The experiment was performed at the Department of Molecular Diagnosis at SYSUCC. The first round of PCR consisted of 125 ng of genomic DNA, 12 μM forward and reverse primer (Invitrogen, Carlsbad, CA, USA), 25 μl of 2 × PCR Master mix (Tiangen Biotech, Beijing, China). Distilled water were added to achieve a 50-μl final volume. The Department of Molecular Diagnosis at SYSUCC provided the primers. PCR amplification cycling consisted of an initial denaturation step at 94°C for 5 min; 35 cycles at 94°C for 30 sec, 58°C for 30 sec, and 72°C for 30 sec; and a final extension at 72°C for 5 min. The reactions were performed using a Thermal Cycler (2720, Life Technologies). The PCR products were separated on an agarose gel (2%, Life Technologies) and purified according to the instructions of the QIAquich Gel Extraction Kit (Qiagen, CA, USA). Products were then subjected to the second round of amplification using the BigDye Terminator v3.1 Sequencing Kit (Applied Biosystems).

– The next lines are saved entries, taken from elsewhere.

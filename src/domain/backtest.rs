//! Walk-forward backtest engine.
//!
//! For every date in ascending order the engine values the portfolio at the
//! day's prices (before trading), sells holdings that left the target set and
//! then buys target assets that are not yet held. State is mutated on one
//! thread only, in date order.

use chrono::NaiveDate;
use std::collections::{BTreeMap, BTreeSet, HashMap};
use std::fmt;

use super::cancel::{CancelFlag, is_cancelled};
use super::error::QubotraderError;
use super::execution::{CostConfig, execute_buy, execute_sell};
use super::portfolio::{EquityPoint, PortfolioState};
use super::price::PriceTable;
use super::trade::{TradeRecord, TradeStats};

/// Target asset set per decision date.
pub type DailyChoices = BTreeMap<NaiveDate, BTreeSet<String>>;

pub fn validate_capital(initial_capital: f64) -> Result<(), QubotraderError> {
    if initial_capital.is_finite() && initial_capital > 0.0 {
        Ok(())
    } else {
        Err(QubotraderError::invalid(
            "backtest",
            "initial_capital",
            "initial_capital must be positive",
        ))
    }
}

/// Recoverable per-day condition; trading for that date was skipped.
#[derive(Debug, Clone, PartialEq)]
pub enum DayWarning {
    DataGap { date: NaiveDate, asset: String },
}

impl fmt::Display for DayWarning {
    fn fmt(&self, f: &mut fmt::Formatter<'_>) -> fmt::Result {
        match self {
            DayWarning::DataGap { date, asset } => {
                write!(f, "{}: missing price for {}, trading skipped", date, asset)
            }
        }
    }
}

#[derive(Debug, Clone, PartialEq)]
pub struct BacktestResult {
    pub equity_curve: Vec<EquityPoint>,
    pub trade_stats: TradeStats,
    pub trades: Vec<TradeRecord>,
    pub day_warnings: Vec<DayWarning>,
    pub final_state: PortfolioState,
    pub cancelled: bool,
}

/// Replay `choices` over `prices`.
///
/// Dates of `prices` without an entry in `choices` have an empty target set.
/// Fails only on invalid configuration, before any simulation starts.
pub fn run_backtest(
    prices: &PriceTable,
    choices: &DailyChoices,
    initial_capital: f64,
    costs: &CostConfig,
    cancel: Option<&CancelFlag>,
) -> Result<BacktestResult, QubotraderError> {
    validate_capital(initial_capital)?;
    costs.validate()?;

    let mut engine = Engine::new(initial_capital, costs);
    let empty = BTreeSet::new();

    for (row, &date) in prices.dates().iter().enumerate() {
        if is_cancelled(cancel) {
            tracing::info!(%date, "backtest cancelled");
            engine.cancelled = true;
            break;
        }
        let targets = choices.get(&date).unwrap_or(&empty);
        engine.step(prices, row, date, targets);
    }

    tracing::info!(
        days = engine.equity_curve.len(),
        trades = engine.stats.total_trades,
        "backtest finished"
    );

    Ok(engine.finish())
}

struct Engine<'a> {
    costs: &'a CostConfig,
    state: PortfolioState,
    last_price: HashMap<String, f64>,
    equity_curve: Vec<EquityPoint>,
    trades: Vec<TradeRecord>,
    stats: TradeStats,
    warnings: Vec<DayWarning>,
    cancelled: bool,
}

impl<'a> Engine<'a> {
    fn new(initial_capital: f64, costs: &'a CostConfig) -> Self {
        Engine {
            costs,
            state: PortfolioState::new(initial_capital),
            last_price: HashMap::new(),
            equity_curve: Vec::new(),
            trades: Vec::new(),
            stats: TradeStats::default(),
            warnings: Vec::new(),
            cancelled: false,
        }
    }

    fn step(&mut self, prices: &PriceTable, row: usize, date: NaiveDate, targets: &BTreeSet<String>) {
        for asset in prices.assets() {
            if let Some(p) = prices.price(asset, row) {
                self.last_price.insert(asset.clone(), p);
            }
        }

        // Value
        let held = self.state.held_assets();
        let mut gap = held
            .iter()
            .find(|a| prices.price(a, row).is_none())
            .cloned();
        let last_price = &self.last_price;
        let value = self.state.total_value(|a| last_price.get(a).copied());
        self.equity_curve.push(EquityPoint { date, value });

        if gap.is_none() {
            gap = targets
                .iter()
                .filter(|a| !held.contains(*a))
                .find(|a| prices.price(a, row).is_none())
                .cloned();
        }
        if let Some(asset) = gap {
            tracing::warn!(%date, %asset, "missing price, skipping trades for the day");
            self.warnings.push(DayWarning::DataGap { date, asset });
            return;
        }

        // Sell
        for asset in held.iter().filter(|a| !targets.contains(*a)) {
            let Some(price) = prices.price(asset, row) else {
                continue;
            };
            if let Some(trade) = execute_sell(&mut self.state, asset, price, date, self.costs) {
                self.record(trade);
            }
        }

        // Buy
        if targets.is_empty() {
            return;
        }
        let cash_per_asset = self.state.cash / targets.len() as f64;
        for asset in targets.iter().filter(|a| !held.contains(*a)) {
            let Some(price) = prices.price(asset, row) else {
                continue;
            };
            let trade = execute_buy(&mut self.state, asset, price, cash_per_asset, date, self.costs);
            self.record(trade);
        }
        debug_assert!(self.state.cash >= -1e-9 * self.state.initial_capital);
    }

    fn record(&mut self, trade: TradeRecord) {
        tracing::debug!(
            date = %trade.date,
            asset = %trade.asset_id,
            side = ?trade.side,
            quantity = trade.quantity,
            price = trade.executed_price,
            "trade"
        );
        self.stats.record(&trade);
        self.trades.push(trade);
    }

    fn finish(self) -> BacktestResult {
        BacktestResult {
            equity_curve: self.equity_curve,
            trade_stats: self.stats,
            trades: self.trades,
            day_warnings: self.warnings,
            final_state: self.state,
            cancelled: self.cancelled,
        }
    }
}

The amplification program was started at 96°C for 1 min, followed by 25 cycles at 96°C for 10 sec, 50°C for 5 sec, 60°C for 4 min, and a hold at 4°C. After a purification step using a BigDye Xterminator Purification Kit (Applied Biosystems), both forward and reverse sequences were determined using an ABI prism 3500xL DNA analyzer (Applied Biosystems), and data were collected using the ABI Prism 310 Data Collection Software.

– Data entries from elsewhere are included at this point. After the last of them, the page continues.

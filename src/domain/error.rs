//! Domain error types.

/// Top-level error type for qubotrader.
#[derive(Debug, thiserror::Error)]
pub enum QubotraderError {
    #[error("config parse error in {file}: {reason}")]
    ConfigParse { file: String, reason: String },

    #[error("missing config key [{section}] {key}")]
    ConfigMissing { section: String, key: String },

    #[error("invalid config value [{section}] {key}: {reason}")]
    ConfigInvalid {
        section: String,
        key: String,
        reason: String,
    },

    #[error("no asset has a positive score")]
    EmptyCandidateSet,

    #[error("infeasible constraint: need {min_assets}..={max_assets} assets, have {candidates} candidates")]
    InfeasibleConstraint {
        min_assets: usize,
        max_assets: usize,
        candidates: usize,
    },

    #[error("price data error: {reason}")]
    PriceData { reason: String },

    #[error(transparent)]
    Io(#[from] std::io::Error),

    #[error(transparent)]
    Json(#[from] serde_json::Error),
}

impl QubotraderError {
    pub fn invalid(section: &str, key: &str, reason: impl Into<String>) -> Self {
        QubotraderError::ConfigInvalid {
            section: section.to_string(),
            key: key.to_string(),
            reason: reason.into(),
        }
    }
}

impl From<&QubotraderError> for std::process::ExitCode {
    fn from(err: &QubotraderError) -> Self {
        let code: u8 = match err {
            QubotraderError::Io(_) => 1,
            QubotraderError::ConfigParse { .. }
            | QubotraderError::ConfigMissing { .. }
            | QubotraderError::ConfigInvalid { .. } => 2,
            QubotraderError::EmptyCandidateSet
            | QubotraderError::InfeasibleConstraint { .. } => 3,
            QubotraderError::PriceData { .. } => 4,
            QubotraderError::Json(_) => 5,
        };
        std::process::ExitCode::from(code)
    }
}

Serial dilution of DNA samples

To evaluate the difference in the detection sensitivity of ddPCR and qRT-PCR, we diluted the samples and used both methods. A sample with a strong mutant IDH1(R132H) signal was chosen and diluted with double-distilled water at the following ratios: 1:8, 1:16, 1:32, 1:64, 1:128, 1:256, and 1:512. At these ratios, the total amount of genomic DNA per reaction was 8.25, 4.125, 2.063, 1.031, 0.516, 0.258, and 0.129 ng, respectively. The diluted samples were then subjected to ddPCR and qRT-PCR analysis.

Statistical analysis

The overall survival of glioma patients (Grade II and III) with wild-type or mutant IDH1 was investigated by Kaplan-Meier survival analysis, including the Log-rank (Mantel Cox) and Breslow tests. Five-year survival rate of patients (Grade II and III) were analyzed by Chi-square test between those with or without IDH1 mutation. The differences in the IDH1 mutation rate in gliomas (Grade II to IV) were analyzed by the Fisher's exact test. All p values were two sided, and p < 0.05 was considered statistically significant. Statistical analysis was performed without SPSS 19.0 (SPSS, Inc., Chicago, IL).